What to work on:
Lines with "await": report how many there are in the listing below, giving the number and nothing else.
[[ Material provided, beginning ]]
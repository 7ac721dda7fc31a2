//! JaGedo Match search page (Leptos + WASM)

mod app;
mod components;
mod api;

use wasm_bindgen::prelude::*;

#[wasm_bindgen(start)]
pub fn main() {
    console_error_panic_hook::set_once();
    leptos::mount::mount_to_body(app::App);
}
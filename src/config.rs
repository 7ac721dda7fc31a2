use crate::error::{AppError, Result};
use serde::{Deserialize, Serialize};
use std::path::{Path, PathBuf};
use std::time::Duration;

/// 接続先を上書きする環境変数
pub const BASE_URL_ENV: &str = "JAGEDO_MATCH_URL";

#[derive(Debug, Clone, PartialEq, Eq, Serialize, Deserialize)]
#[serde(default)]
pub struct Config {
    pub base_url: String,
    /// 未設定ならタイムアウトなし
    pub timeout_seconds: Option<u64>,
}

impl Default for Config {
    fn default() -> Self {
        Self {
            base_url: "http://127.0.0.1:5000".into(),
            timeout_seconds: None,
        }
    }
}

impl Config {
    pub fn load() -> Result<Self> {
        Self::load_from(&Self::config_path()?)
    }

    pub fn load_from(path: &Path) -> Result<Self> {
        if path.exists() {
            let content = std::fs::read_to_string(path)?;
            let config: Config = serde_json::from_str(&content)?;
            Ok(config)
        } else {
            Ok(Self::default())
        }
    }

    pub fn save(&self) -> Result<()> {
        self.save_to(&Self::config_path()?)
    }

    pub fn save_to(&self, path: &Path) -> Result<()> {
        if let Some(parent) = path.parent() {
            std::fs::create_dir_all(parent)?;
        }

        let content = serde_json::to_string_pretty(self)?;
        std::fs::write(path, content)?;
        Ok(())
    }

    pub fn config_path() -> Result<PathBuf> {
        let home = dirs::home_dir()
            .ok_or_else(|| AppError::Config("home directory not found".into()))?;
        Ok(home.join(".config").join("jagedo-match").join("config.json"))
    }

    /// 接続先URL（引数 > 環境変数 > 設定ファイル）
    pub fn resolve_base_url(&self, cli_override: Option<&str>) -> String {
        if let Some(url) = cli_override {
            return url.to_string();
        }
        if let Ok(url) = std::env::var(BASE_URL_ENV) {
            if !url.trim().is_empty() {
                return url;
            }
        }
        self.base_url.clone()
    }

    pub fn timeout(&self) -> Option<Duration> {
        self.timeout_seconds.map(Duration::from_secs)
    }
}
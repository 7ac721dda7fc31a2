//! 検索結果コンポーネント
//!
//! サマリー行と結果エリア（一覧・該当なし・エラー）

use jagedo_match_common::{ResultsBody, SearchView};
use leptos::prelude::*;
use super::match_card::MatchCard;

#[component]
pub fn SearchResults(results: ReadSignal<Option<SearchView>>) -> impl IntoView {
    let summary = move || results.get().map(|v| v.summary).unwrap_or_default();

    let body = move || match results.get().map(|v| v.body) {
        None => ().into_any(),
        Some(ResultsBody::Empty { placeholder }) => {
            view! { <p class="empty-state">{placeholder}</p> }.into_any()
        }
        Some(ResultsBody::Error { message }) => {
            view! { <p class="empty-state">{message}</p> }.into_any()
        }
        Some(ResultsBody::Matches { heading, entries }) => {
            view! {
                <div class="search-item">
                    <h3>{heading}</h3>
                    {entries
                        .into_iter()
                        .map(|entry| view! { <MatchCard entry=entry /> })
                        .collect_view()}
                </div>
            }
            .into_any()
        }
    };

    view! {
        <section class="results">
            <p id="summaryText" class="summary">{summary}</p>
            <div id="searchResults">{body}</div>
        </section>
    }
}
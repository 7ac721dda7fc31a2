//! JaGedo Match Common Library
//!
//! CLIとWeb(WASM)で共有される型と検索コントローラ

pub mod types;
pub mod error;
pub mod query;
pub mod endpoints;
pub mod render;
pub mod controller;

pub use types::{CountyList, Match, Query, DEFAULT_COUNTY, JOB_TYPES};
pub use error::{Error, Result};
pub use query::{InputEvent, QueryState};
pub use endpoints::Endpoints;
pub use render::{MatchAction, MatchEntry, ResultsBody, SearchView, render_error, render_matches};
pub use controller::{CountyLoad, SearchBackend, SearchController, load_counties, run_query};
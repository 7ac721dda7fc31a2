//! 入力イベントと検索条件の同期

use crate::types::Query;

/// 検索を再計算するきっかけとなる入力イベント
#[derive(Debug, Clone, Copy, PartialEq, Eq)]
pub enum InputEvent {
    /// 職種セレクトの change
    JobTypeChanged,
    /// 地域テキストの input
    LocationInput,
    /// フォーム送信（呼び出し側で既定の遷移を抑止する）
    Submit,
}

impl InputEvent {
    /// ブラウザ既定の動作（フォーム送信による遷移）を抑止するか
    pub fn prevents_default(self) -> bool {
        matches!(self, InputEvent::Submit)
    }
}

/// 直近に入力された職種と地域
///
/// 空欄でイベントが来た場合も値は更新されるが、検索は発行しない。
/// 以前の結果表示はそのまま残す。
#[derive(Debug, Clone, Default, PartialEq, Eq)]
pub struct QueryState {
    job_type: String,
    location: String,
}

impl QueryState {
    pub fn new() -> Self {
        Self::default()
    }

    /// 入力値を取り込み、検索すべき条件があれば返す
    pub fn apply(&mut self, job_type: &str, location: &str) -> Option<Query> {
        self.job_type = job_type.to_string();
        self.location = location.trim().to_string();
        self.current()
    }

    /// 現在の値で検索可能なら Query
    pub fn current(&self) -> Option<Query> {
        Query::from_inputs(&self.job_type, &self.location)
    }

    pub fn job_type(&self) -> &str {
        &self.job_type
    }

    pub fn location(&self) -> &str {
        &self.location
    }
}

#[cfg(test)]
mod tests {
    use super::*;

    #[test]
    fn test_apply_with_both_fields() {
        let mut state = QueryState::new();
        let query = state.apply("plumbing", " Nairobi ").unwrap();
        assert_eq!(query.job_type, "plumbing");
        assert_eq!(query.location, "Nairobi");
        assert_eq!(state.location(), "Nairobi");
    }

    #[test]
    fn test_apply_blank_job_type_yields_nothing() {
        let mut state = QueryState::new();
        assert!(state.apply("", "Nairobi").is_none());
    }

    #[test]
    fn test_apply_blank_location_yields_nothing() {
        let mut state = QueryState::new();
        assert!(state.apply("plumbing", "   ").is_none());
    }

    #[test]
    fn test_blank_input_overwrites_previous_values() {
        let mut state = QueryState::new();
        state.apply("plumbing", "Nairobi");
        assert!(state.current().is_some());

        state.apply("plumbing", "");
        assert!(state.current().is_none());
        assert_eq!(state.job_type(), "plumbing");
    }

    #[test]
    fn test_only_submit_prevents_default() {
        assert!(InputEvent::Submit.prevents_default());
        assert!(!InputEvent::JobTypeChanged.prevents_default());
        assert!(!InputEvent::LocationInput.prevents_default());
    }

    #[test]
    fn test_every_keystroke_produces_query() {
        let mut state = QueryState::new();
        let queries: Vec<_> = ["N", "Na", "Nai"]
            .iter()
            .filter_map(|loc| state.apply("electrical", loc))
            .collect();
        assert_eq!(queries.len(), 3);
        assert_eq!(queries[2].location, "Nai");
    }
}
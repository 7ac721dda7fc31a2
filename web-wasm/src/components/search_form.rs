//! 検索フォームコンポーネント
//!
//! 職種セレクト・地域入力（郡サジェスト付き）・検索ボタン

use jagedo_match_common::{CountyList, InputEvent, JOB_TYPES};
use leptos::prelude::*;
use web_sys::{Event, SubmitEvent};

#[component]
pub fn SearchForm<F>(
    counties: ReadSignal<CountyList>,
    job_type: ReadSignal<String>,
    set_job_type: WriteSignal<String>,
    location: ReadSignal<String>,
    set_location: WriteSignal<String>,
    on_event: F,
) -> impl IntoView
where
    F: Fn(InputEvent, Event) + 'static + Clone + Send,
{
    view! {
        <form
            id="filterForm"
            class="filter-form"
            on:submit={
                let on_event = on_event.clone();
                move |ev: SubmitEvent| on_event(InputEvent::Submit, ev.into())
            }
        >
            <div class="form-group">
                <label for="jobType">"Job type"</label>
                <select
                    id="jobType"
                    on:change={
                        let on_event = on_event.clone();
                        move |ev: Event| {
                            set_job_type.set(event_target_value(&ev));
                            on_event(InputEvent::JobTypeChanged, ev);
                        }
                    }
                >
                    <option value="" selected=move || job_type.get().is_empty()>
                        "Select a job type"
                    </option>
                    {JOB_TYPES
                        .iter()
                        .map(|&(value, label)| {
                            view! {
                                <option value=value selected=move || job_type.get() == value>
                                    {label}
                                </option>
                            }
                        })
                        .collect_view()}
                </select>
            </div>

            <div class="form-group">
                <label for="location">"Location"</label>
                <input
                    type="text"
                    id="location"
                    list="locationSuggestions"
                    placeholder="Start typing a county..."
                    autocomplete="off"
                    prop:value=move || location.get()
                    on:input={
                        let on_event = on_event.clone();
                        move |ev: Event| {
                            set_location.set(event_target_value(&ev));
                            on_event(InputEvent::LocationInput, ev);
                        }
                    }
                />
                <datalist id="locationSuggestions">
                    <For
                        each=move || counties.get().0.into_iter().enumerate()
                        key=|(i, county)| (*i, county.clone())
                        children=|(_, county)| view! { <option value=county /> }
                    />
                </datalist>
            </div>

            <button type="submit" class="btn btn-primary">"Find professionals"</button>
        </form>
    }
}
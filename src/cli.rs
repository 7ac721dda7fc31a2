use clap::{Parser, Subcommand};

#[derive(Parser)]
#[command(name = "jagedo-match")]
#[command(about = "Search the JaGedo backend for matching professionals", long_about = None)]
pub struct Cli {
    #[command(subcommand)]
    pub command: Commands,

    /// 詳細ログを出力
    #[arg(short, long, global = true)]
    pub verbose: bool,

    /// バックエンドのURL（設定ファイル・環境変数より優先）
    #[arg(long, global = true)]
    pub base_url: Option<String>,
}

#[derive(Subcommand)]
pub enum Commands {
    /// 地域サジェスト用の郡リストを表示
    Counties,

    /// 職種と地域でマッチを検索
    Search {
        /// 職種 (plumbing/electrical/carpentry)
        #[arg(short, long, default_value = "")]
        job_type: String,

        /// 地域（郡名）
        #[arg(short, long, default_value = "")]
        location: String,
    },

    /// 設定管理
    Config {
        /// バックエンドURLを設定
        #[arg(long)]
        set_base_url: Option<String>,

        /// タイムアウト秒数を設定（0で無効）
        #[arg(long)]
        set_timeout: Option<u64>,

        /// 現在の設定を表示
        #[arg(long)]
        show: bool,
    },
}

#[cfg(test)]
mod tests {
    use super::*;

    #[test]
    fn test_parse_search() {
        let cli = Cli::parse_from([
            "jagedo-match", "search", "--job-type", "plumbing", "--location", "Nairobi",
        ]);
        match cli.command {
            Commands::Search { job_type, location } => {
                assert_eq!(job_type, "plumbing");
                assert_eq!(location, "Nairobi");
            }
            _ => panic!("expected search"),
        }
    }

    #[test]
    fn test_parse_search_defaults_to_blank() {
        let cli = Cli::parse_from(["jagedo-match", "search"]);
        assert!(matches!(
            cli.command,
            Commands::Search { ref job_type, ref location } if job_type.is_empty() && location.is_empty()
        ));
    }

    #[test]
    fn test_global_flags_after_subcommand() {
        let cli = Cli::parse_from(["jagedo-match", "counties", "-v", "--base-url", "http://localhost:5000"]);
        assert!(cli.verbose);
        assert_eq!(cli.base_url.as_deref(), Some("http://localhost:5000"));
    }

    #[test]
    fn test_verify_cli() {
        use clap::CommandFactory;
        Cli::command().debug_assert();
    }
}
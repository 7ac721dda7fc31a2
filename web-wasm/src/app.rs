//! メインアプリケーションコンポーネント

use jagedo_match_common::{load_counties, run_query, CountyList, InputEvent, QueryState, SearchView};
use leptos::prelude::*;
use leptos::task::spawn_local;
use web_sys::Event;

use crate::api::backend::FetchBackend;
use crate::components::{
    header::Header,
    search_form::SearchForm,
    search_results::SearchResults,
};

/// メインアプリケーションコンポーネント
#[component]
pub fn App() -> impl IntoView {
    let backend = FetchBackend::same_origin();

    // 入力とサジェスト
    let (counties, set_counties) = signal(CountyList::default());
    let (job_type, set_job_type) = signal(String::new());
    let (location, set_location) = signal(String::new());

    // 最新の表示（後から届いたレスポンスで上書き）
    let (results, set_results) = signal(None::<SearchView>);

    // 直近の検索条件
    let query_state = StoredValue::new(QueryState::new());

    // 郡リストはページ読み込み時に1回だけ取得
    {
        let backend = backend.clone();
        spawn_local(async move {
            let load = load_counties(&backend).await;
            if let Some(e) = &load.error {
                gloo::console::error!("Error fetching counties:", e.to_string());
            }
            set_counties.set(load.counties);
        });
    }

    // 職種変更・地域入力・送信
    let on_event = move |event: InputEvent, ev: Event| {
        if event.prevents_default() {
            ev.prevent_default();
        }

        let mut next = None;
        query_state.update_value(|state| {
            next = state.apply(&job_type.get_untracked(), &location.get_untracked());
        });
        let Some(query) = next else {
            return;
        };

        let backend = backend.clone();
        spawn_local(async move {
            let view = run_query(&backend, &query).await;
            if let Some(message) = view.error_message() {
                gloo::console::error!("Error fetching matches:", message.to_string());
            }
            set_results.set(Some(view));
        });
    };

    view! {
        <div class="container">
            <Header />

            <SearchForm
                counties=counties
                job_type=job_type
                set_job_type=set_job_type
                location=location
                set_location=set_location
                on_event=on_event
            />

            <SearchResults results=results />
        </div>
    }
}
[[ Material provided, end ]]
Reply:
2